As cathartic as it might feel to vent our anger in a meeting, the results are always destructive. There are a dozen different reasons for this, but here’s the main one: it injects fear into the organization.

And fear doesn’t deliver world class performance.

Fear forces people to think only of short term results (alleviating the source of fear). It keeps them from taking risks, for fear of failure and punishment, and closes their mind to creative alternatives. Anxiety and creativity do not coexist.

Think of it this way. People run really, really fast for two reasons. To get away from a snarling German shepherd and to win a gold medal. With the former, people stop running the minute the German Shepherd is gone. With the latter, they’ll run year after year after year to get better and beat the competition.

Which of those two options do you want in your company?

Lesson Two: You Get What You Ask For but Not What You Want

Of course, the natural consequence of fear is compliance. That is, the sheer force of fear makes people do what you say. Immediately, without thinking.

But is that what you really want? People acting without thinking? Is this the kind of business you want to build, a collection of people who look to you to tell them what to do, fearful of taking independent action?

I didn’t think so.

But that’s what the phrase “you get what you ask for but not what you want” means. You want strong, strategic thinkers who bring all their energy and creativity to the table to meet the challenges of the marketplace. Anger short-circuits all that.

Again, anxiety and creativity do not coexist. Neither do enforcement and empowerment. Nor personal accusation and open discussion.

Lesson Three: Anger Poisons Its Possessor

Nelson Mandela once said, “Resentment is like drinking poison and then hoping it will kill your enemies.”

Anger has a similar effect. The more we give in to anger, the more we get angry. And the more we get angry, the more we become an angry leader, managing people through fear, intimidation, and exploitation.

Like most things in life, anger is something that happens. It’s part of the human experience. The goal is not to eliminate it—that really can’t be done—but to control it. To manage it. To keep it from hijacking the airplane of our leadership and crashing it into the ground.

Here’s the alternative, then, to the emotional hijacking anger can cause.

Anger’s Alternative: Stop. Be Safe. Be Sound.

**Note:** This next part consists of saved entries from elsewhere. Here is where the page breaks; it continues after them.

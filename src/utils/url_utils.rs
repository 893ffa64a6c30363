//! URL construction utilities.
//!
//! All pages live under one base URL; the listing has a fixed path and each
//! genre's detail page is addressed by its escaped name.

use super::constants::{DETAIL_PATH_PREFIX, DETAIL_PATH_SUFFIX, LISTING_PATH};

/// Normalize a user-supplied base URL
///
/// Adds `https://` when no scheme is present and strips trailing slashes.
#[must_use]
pub fn normalize_base_url(url: &str) -> String {
    let url = url.trim();
    let with_scheme = if url.starts_with("http://") || url.starts_with("https://") {
        url.to_string()
    } else {
        format!("https://{url}")
    };
    with_scheme.trim_end_matches('/').to_string()
}

/// URL of the index listing page
#[must_use]
pub fn listing_url(base_url: &str) -> String {
    format!("{base_url}/{LISTING_PATH}")
}

/// Path segment identifying a genre's detail page
///
/// Spaces are removed first, then the rest is query-escaped: ASCII
/// alphanumerics and `-_.~` pass through, every other byte is
/// percent-encoded.
#[must_use]
pub fn genre_page_id(genre: &str) -> String {
    let compact: String = genre.chars().filter(|c| *c != ' ').collect();
    urlencoding::encode(&compact).into_owned()
}

/// URL of a genre's detail page
#[must_use]
pub fn detail_url(base_url: &str, genre: &str) -> String {
    format!(
        "{base_url}/{DETAIL_PATH_PREFIX}{}{DETAIL_PATH_SUFFIX}",
        genre_page_id(genre)
    )
}
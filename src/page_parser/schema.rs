//! Record types produced by the page parser and carried through the pipeline.

use serde::{Deserialize, Serialize};

use crate::scrape_engine::ArtistWeightCache;
use crate::scrape_engine::scrape_types::{ScrapeError, ScrapeResult};
use crate::utils::LIST_DELIMITER;

/// Display attributes of a genre on the index map, taken from its inline style
#[derive(Debug, Clone, Default, PartialEq, Eq, Serialize, Deserialize)]
pub struct DisplayAttributes {
    pub font_size: String,
    pub color_hex: String,
    pub color_rgb: String,
    pub top: String,
    pub left: String,
}

/// One genre found in the index listing, awaiting enrichment
#[derive(Debug, Clone, Default, PartialEq, Eq, Serialize, Deserialize)]
pub struct WorkItem {
    pub name: String,
    pub playlist: String,
    pub display: DisplayAttributes,
}

/// Two positionally aligned lists: a weight per name
///
/// The lists only grow through [`WeightedList::push`], so they are always
/// the same length.
#[derive(Debug, Clone, Default, PartialEq, Eq, Serialize, Deserialize)]
pub struct WeightedList {
    weights: Vec<String>,
    names: Vec<String>,
}

impl WeightedList {
    #[must_use]
    pub fn new() -> Self {
        Self::default()
    }

    pub fn push(&mut self, weight: impl Into<String>, name: impl Into<String>) {
        self.weights.push(weight.into());
        self.names.push(name.into());
    }

    #[must_use]
    pub fn len(&self) -> usize {
        self.names.len()
    }

    #[must_use]
    pub fn is_empty(&self) -> bool {
        self.names.is_empty()
    }

    #[must_use]
    pub fn weights(&self) -> &[String] {
        &self.weights
    }

    #[must_use]
    pub fn names(&self) -> &[String] {
        &self.names
    }

    /// Iterate `(weight, name)` pairs in order
    pub fn iter(&self) -> impl Iterator<Item = (&str, &str)> {
        self.weights
            .iter()
            .zip(&self.names)
            .map(|(w, n)| (w.as_str(), n.as_str()))
    }

    /// Weights joined into a single CSV cell
    #[must_use]
    pub fn joined_weights(&self) -> String {
        self.weights.join(LIST_DELIMITER)
    }

    /// Names joined into a single CSV cell
    #[must_use]
    pub fn joined_names(&self) -> String {
        self.names.join(LIST_DELIMITER)
    }

    /// Rebuild a list from its two joined cells
    ///
    /// Two empty cells decode to an empty list. Cells that split into a
    /// different number of elements are rejected.
    pub fn from_joined(weights: &str, names: &str) -> ScrapeResult<Self> {
        if weights.is_empty() && names.is_empty() {
            return Ok(Self::default());
        }
        let weights: Vec<String> = weights.split(LIST_DELIMITER).map(str::to_string).collect();
        let names: Vec<String> = names.split(LIST_DELIMITER).map(str::to_string).collect();
        if weights.len() != names.len() {
            return Err(ScrapeError::Parse(format!(
                "weighted list misaligned: {} weights for {} names",
                weights.len(),
                names.len()
            )));
        }
        Ok(Self { weights, names })
    }
}

/// Everything a genre's detail page contributes, before artist weights are
/// reconciled against the run-wide cache
#[derive(Debug, Clone, Default, PartialEq, Eq)]
pub struct DetailPage {
    pub playlist: Option<String>,
    pub artists: WeightedList,
    pub similar: WeightedList,
    pub opposite: WeightedList,
}

/// A fully enriched genre, ready for the output sink
#[derive(Debug, Clone, Default, PartialEq, Eq, Serialize, Deserialize)]
pub struct Record {
    pub name: String,
    pub playlist: String,
    pub display: DisplayAttributes,
    pub artists: WeightedList,
    pub similar: WeightedList,
    pub opposite: WeightedList,
}

impl Record {
    /// Merge a listing entry with its detail page
    ///
    /// Every artist weight goes through the cache, so an artist seen on
    /// several genre pages carries the weight it was first recorded with.
    #[must_use]
    pub fn enrich(item: WorkItem, detail: DetailPage, cache: &ArtistWeightCache) -> Self {
        let mut artists = WeightedList::new();
        for (weight, artist) in detail.artists.iter() {
            let weight = cache.get_or_set(artist, weight);
            artists.push(weight, artist);
        }

        Self {
            name: item.name,
            playlist: detail.playlist.unwrap_or_default(),
            display: item.display,
            artists,
            similar: detail.similar,
            opposite: detail.opposite,
        }
    }

    /// CSV row in header order
    #[must_use]
    pub fn to_row(&self) -> [String; 13] {
        [
            self.name.clone(),
            self.playlist.clone(),
            self.display.font_size.clone(),
            self.display.color_hex.clone(),
            self.display.color_rgb.clone(),
            self.display.top.clone(),
            self.display.left.clone(),
            self.artists.joined_weights(),
            self.artists.joined_names(),
            self.similar.joined_weights(),
            self.similar.joined_names(),
            self.opposite.joined_weights(),
            self.opposite.joined_names(),
        ]
    }
}
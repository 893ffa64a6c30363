//! Progress reporting abstraction for scrape runs
//!
//! Defines the `ProgressReporter` trait for pipeline health events and
//! provides a no-op implementation plus one that writes to the log.

use std::time::Duration;

use log::{error, info, warn};

use super::scrape_types::ScrapeError;

/// Trait for reporting pipeline progress at key points of a run
///
/// Implementations are shared between the dispatched units and the batch
/// writer thread, so every method takes `&self` and must be cheap.
pub trait ProgressReporter: Send + Sync {
    /// The listing was fetched and parsed into `total` genres
    fn report_listing_fetched(&self, total: usize);

    /// A genre's record was handed to the funnel; `processed` counts all so far
    fn report_item_completed(&self, genre: &str, processed: usize, total: usize);

    /// A genre's unit failed; only the first failure aborts the run
    fn report_item_failed(&self, genre: &str, error: &ScrapeError);

    /// A batch reached the sink
    fn report_batch_flushed(&self, batch_len: usize, written: usize, total: usize);

    /// A batch could not be written
    fn report_flush_failed(&self, batch_len: usize, error: &ScrapeError);

    /// The run is over
    fn report_completed(&self, written: usize, total: usize, elapsed: Duration);
}

/// Progress reporter that does nothing
#[derive(Debug, Clone, Copy)]
pub struct NoOpProgress;

impl ProgressReporter for NoOpProgress {
    #[inline(always)]
    fn report_listing_fetched(&self, _total: usize) {}

    #[inline(always)]
    fn report_item_completed(&self, _genre: &str, _processed: usize, _total: usize) {}

    #[inline(always)]
    fn report_item_failed(&self, _genre: &str, _error: &ScrapeError) {}

    #[inline(always)]
    fn report_batch_flushed(&self, _batch_len: usize, _written: usize, _total: usize) {}

    #[inline(always)]
    fn report_flush_failed(&self, _batch_len: usize, _error: &ScrapeError) {}

    #[inline(always)]
    fn report_completed(&self, _written: usize, _total: usize, _elapsed: Duration) {}
}

/// Progress reporter writing through the `log` facade
///
/// Processed counts are logged every `interval` genres and once more when
/// the last genre is done.
#[derive(Debug, Clone, Copy)]
pub struct LogProgress {
    interval: usize,
}

impl LogProgress {
    #[must_use]
    pub fn new(interval: usize) -> Self {
        Self {
            interval: interval.max(1),
        }
    }
}

impl ProgressReporter for LogProgress {
    fn report_listing_fetched(&self, total: usize) {
        info!("Found {total} genres to process");
    }

    fn report_item_completed(&self, _genre: &str, processed: usize, total: usize) {
        if processed % self.interval == 0 || processed == total {
            info!("Processed {processed}/{total} genres");
        }
    }

    fn report_item_failed(&self, genre: &str, error: &ScrapeError) {
        if !error.is_cancelled() {
            warn!("Genre {genre} failed: {error}");
        }
    }

    fn report_batch_flushed(&self, batch_len: usize, written: usize, total: usize) {
        info!("Wrote batch of {batch_len} genres. Total written: {written}/{total}");
    }

    fn report_flush_failed(&self, batch_len: usize, error: &ScrapeError) {
        error!("Dropped batch of {batch_len} genres: {error}");
    }

    fn report_completed(&self, written: usize, total: usize, elapsed: Duration) {
        info!("Wrote {written}/{total} genres to CSV in {elapsed:.2?}");
    }
}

Anger is part of the emergency response system that’s been built into our brain. It’s the fight side of the fight or flight reaction we feel in a threatening situation. It’s a primal emotion and not our best foot forward in most circumstances.

The adrenaline that surges through our veins when we’re angry (much like a tsunami) can overwhelm us and cause us to say things and do things we regret later. Really stupid things.

When that overwhelming impulse to act flows through you, stop. Do nothing. Get control of your emotions before you say anything, before you do anything.

Then be safe. That is, attend to the dynamics of the relationship before addressing the issue at hand. Set a context where your words can be heard.

Listen before you speak. Understand before you try being understood. If you’ve contributed to the problem at hand, own it. Say you’re sorry.

Then, when it’s time for you to speak: be sound. State your point of view clearly, plainly, factually. And be brief.

The tendency we have when operating under the influence of adrenaline is to exaggerate, to press our position too hard and go on and on and on. This is not sound and will cause people to reject in its entirely what we have to say.

Here’s some advice I was once given about my tendency to go on and on and on in a tense situation, “Stand up, speak up, and shut up.” Not bad advice.

Are you an an angry leader? Here’s my warning: it will ruin the very business you’re trying to build. And it will ruin your life. But don’t take my word for it. Consider the wisdom of Solomon, “A fool gives full vent to his spirit, but a wise man quietly holds in back.”

In other words, stop. Be safe. Be sound.